### Work to be completed:
Lines below starting with the line with "use super::*;" and going on through the line with "plus its own." must be output exactly; the rest of the records must be left out.

━━━ Recorded data

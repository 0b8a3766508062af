//! Unified error types for pyglue.
//!
//! This module provides a consistent error type hierarchy for the phases of
//! a generation run: type dispatch, scanning, and emission.
//!
//! ## Error Hierarchy
//!
//! ```text
//! PyglueError (top-level wrapper)
//! ├── DispatchError - unknown native type spellings
//! └── EmitError     - model-integrity failures at emission time
//! ```
//!
//! Most parse-time conditions are deliberately *not* errors: an unknown
//! argument or attribute type is logged and dropped so that generation can
//! continue over partially-annotated headers. Only conditions that make a
//! valid output impossible (a class reaching emission without a constructor)
//! surface as `EmitError`.

use thiserror::Error;

// ============================================================================
// Dispatch Errors
// ============================================================================

/// Errors produced by the marshaler registry when resolving a type spelling.
#[derive(Debug, Clone, PartialEq, Eq, Error)]
pub enum DispatchError {
    /// The native type spelling has no registered binding.
    #[error("unknown native type '{spelling}'")]
    UnknownType {
        /// The spelling that failed to resolve (ownership keywords stripped).
        spelling: String,
    },
}

// ============================================================================
// Emission Errors
// ============================================================================

/// Errors that occur while emitting the frozen module.
///
/// These are fatal: the model cannot produce a valid wrapper and the whole
/// generation run aborts.
#[derive(Debug, Clone, PartialEq, Eq, Error)]
pub enum EmitError {
    /// A class reached emission with no constructor.
    #[error("no constructor found for class {class}")]
    MissingConstructor {
        /// The class missing its constructor.
        class: String,
    },
}

// ============================================================================
// Unified Error Type
// ============================================================================

/// The unified error type for all pyglue operations.
///
/// Each variant uses `#[from]` to enable automatic conversion with the `?`
/// operator.
#[derive(Debug, Error)]
pub enum PyglueError {
    /// A type-dispatch error.
    #[error(transparent)]
    Dispatch(#[from] DispatchError),

    /// An emission error.
    #[error(transparent)]
    Emit(#[from] EmitError),

    /// An I/O error reading an input header or writing the output unit.
    #[error("i/o error on {path}: {source}")]
    Io {
        /// The file being read or written.
        path: String,
        /// The underlying I/O error.
        #[source]
        source: std::io::Error,
    },
}

#[cfg(test)]
mod tests {
    use super::*;

    #[test]
    fn dispatch_error_display() {
        let err = DispatchError::UnknownType {
            spelling: "struct unknown_t *".to_string(),
        };
        assert_eq!(format!("{err}"), "unknown native type 'struct unknown_t *'");
    }

    #[test]
    fn emit_error_display() {
        let err = EmitError::MissingConstructor {
            class: "FileLikeObject".to_string(),
        };
        assert_eq!(
            format!("{err}"),
            "no constructor found for class FileLikeObject"
        );
    }

    #[test]
    fn pyglue_error_transparent_display() {
        let err: PyglueError = EmitError::MissingConstructor {
            class: "Resolver".to_string(),
        }
        .into();
        assert_eq!(format!("{err}"), "no constructor found for class Resolver");
    }
}
//! Integration tests for the directive scanner against realistic header
//! fragments, exercised through the public crate surface.

use pyglue::{ModuleBuilder, Scanner};

fn scan(text: &str) -> Scanner {
    let mut scanner = Scanner::new(ModuleBuilder::new("testmod"));
    scanner.scan(text);
    scanner
}

#[test]
fn scans_a_realistic_header_fragment() {
    let header = r#"
#define AFF4_NAMESPACE "aff4:"
#define MAX_CACHED_FILESIZE 1e6

// An AFFObject is the base class.
CLASS(AFFObject, )
     // The URN of this object.
     char *urn;

     AFFObject METHOD(AFFObject, Con, char *urn, char mode);

     // Is this object valid?
     int METHOD(AFFObject, finish);
END_CLASS

CLASS(FileLikeObject, AFFObject)
     uint64_t size;

     uint64_t METHOD(FileLikeObject, seek, uint64_t offset, int whence);
     int METHOD(FileLikeObject, write, char *data, int len);
END_CLASS
"#;
    let scanner = scan(header);
    let builder = scanner.builder();

    let base = builder.class("AFFObject").unwrap();
    assert_eq!(base.methods.len(), 1);
    assert!(base.constructor.is_some());
    assert_eq!(base.getattr.attributes.len(), 1);
    assert!(base.methods[0].docstring.contains("Is this object valid?"));

    let derived = builder.class("FileLikeObject").unwrap();
    assert_eq!(derived.base_name.as_deref(), Some("AFFObject"));
    // Cloned method plus two of its own.
    assert_eq!(derived.methods.len(), 3);
    // Inherited attribute plus its own.
    assert_eq!(derived.getattr.attributes.len(), 2);
}

#[test]
fn unknown_types_degrade_without_aborting() {
    let scanner = scan(
        "CLASS(Foo, )\n  Foo METHOD(Foo, Con);\n  struct rusage METHOD(Foo, stats, struct rusage usage);\n  struct rusage load;\nEND_CLASS\n",
    );
    let class = scanner.builder().class("Foo").unwrap();

    // The method survives with the bad argument dropped and a Void return.
    assert_eq!(class.methods.len(), 1);
    assert!(class.methods[0].args.is_empty());
    // The attribute is dropped entirely.
    assert!(class.getattr.attributes.is_empty());
}

#[test]
fn redeclaring_a_class_replaces_it() {
    let scanner = scan(
        "CLASS(Foo, )\n  Foo METHOD(Foo, Con);\n  int METHOD(Foo, old);\nEND_CLASS\nCLASS(Foo, )\n  Foo METHOD(Foo, Con);\n  int METHOD(Foo, new_one);\nEND_CLASS\n",
    );
    let class = scanner.builder().class("Foo").unwrap();
    assert_eq!(class.methods.len(), 1);
    assert_eq!(class.methods[0].name, "new_one");
}

#[test]
fn struct_attributes_attach_to_the_struct_context() {
    let scanner = scan(
        "BOUND typedef struct XSDInteger {\n  int64_t value;\n};\n",
    );
    let class = scanner.builder().class("XSDInteger").unwrap();
    assert_eq!(class.getattr.attributes.len(), 1);
    assert_eq!(class.getattr.attributes[0].1.name, "value");
}

#[test]
fn class_registration_makes_the_name_dispatchable() {
    let scanner = scan("CLASS(Resolver, )\n  Resolver METHOD(Resolver, Con);\nEND_CLASS\n");
    let marshaler = scanner
        .builder()
        .registry()
        .dispatch("r", "Resolver")
        .unwrap();
    assert_eq!(marshaler.call_arg(), "r->base");
}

━━━━━━

### Output below:
    use super::*;

    #[test]
    fn dispatch_error_display() {
        let err = DispatchError::UnknownType {
            spelling: "struct unknown_t *".to_string(),
        };
        assert_eq!(format!("{err}"), "unknown native type 'struct unknown_t *'");
    }

    #[test]
    fn emit_error_display() {
        let err = EmitError::MissingConstructor {
            class: "FileLikeObject".to_string(),
        };
        assert_eq!(
            format!("{err}"),
            "no constructor found for class FileLikeObject"
        );
    }

    #[test]
    fn pyglue_error_transparent_display() {
        let err: PyglueError = EmitError::MissingConstructor {
            class: "Resolver".to_string(),
        }
        .into();
        assert_eq!(format!("{err}"), "no constructor found for class Resolver");
    }
}
//! Integration tests for the directive scanner against realistic header
//! fragments, exercised through the public crate surface.

use pyglue::{ModuleBuilder, Scanner};

fn scan(text: &str) -> Scanner {
    let mut scanner = Scanner::new(ModuleBuilder::new("testmod"));
    scanner.scan(text);
    scanner
}

#[test]
fn scans_a_realistic_header_fragment() {
    let header = r#"
#define AFF4_NAMESPACE "aff4:"
#define MAX_CACHED_FILESIZE 1e6

// An AFFObject is the base class.
CLASS(AFFObject, )
     // The URN of this object.
     char *urn;

     AFFObject METHOD(AFFObject, Con, char *urn, char mode);

     // Is this object valid?
     int METHOD(AFFObject, finish);
END_CLASS

CLASS(FileLikeObject, AFFObject)
     uint64_t size;

     uint64_t METHOD(FileLikeObject, seek, uint64_t offset, int whence);
     int METHOD(FileLikeObject, write, char *data, int len);
END_CLASS
"#;
    let scanner = scan(header);
    let builder = scanner.builder();

    let base = builder.class("AFFObject").unwrap();
    assert_eq!(base.methods.len(), 1);
    assert!(base.constructor.is_some());
    assert_eq!(base.getattr.attributes.len(), 1);
    assert!(base.methods[0].docstring.contains("Is this object valid?"));

    let derived = builder.class("FileLikeObject").unwrap();
    assert_eq!(derived.base_name.as_deref(), Some("AFFObject"));
    // Cloned method plus two of its own.
    assert_eq!(derived.methods.len(), 3);
    // Inherited attribute plus its own.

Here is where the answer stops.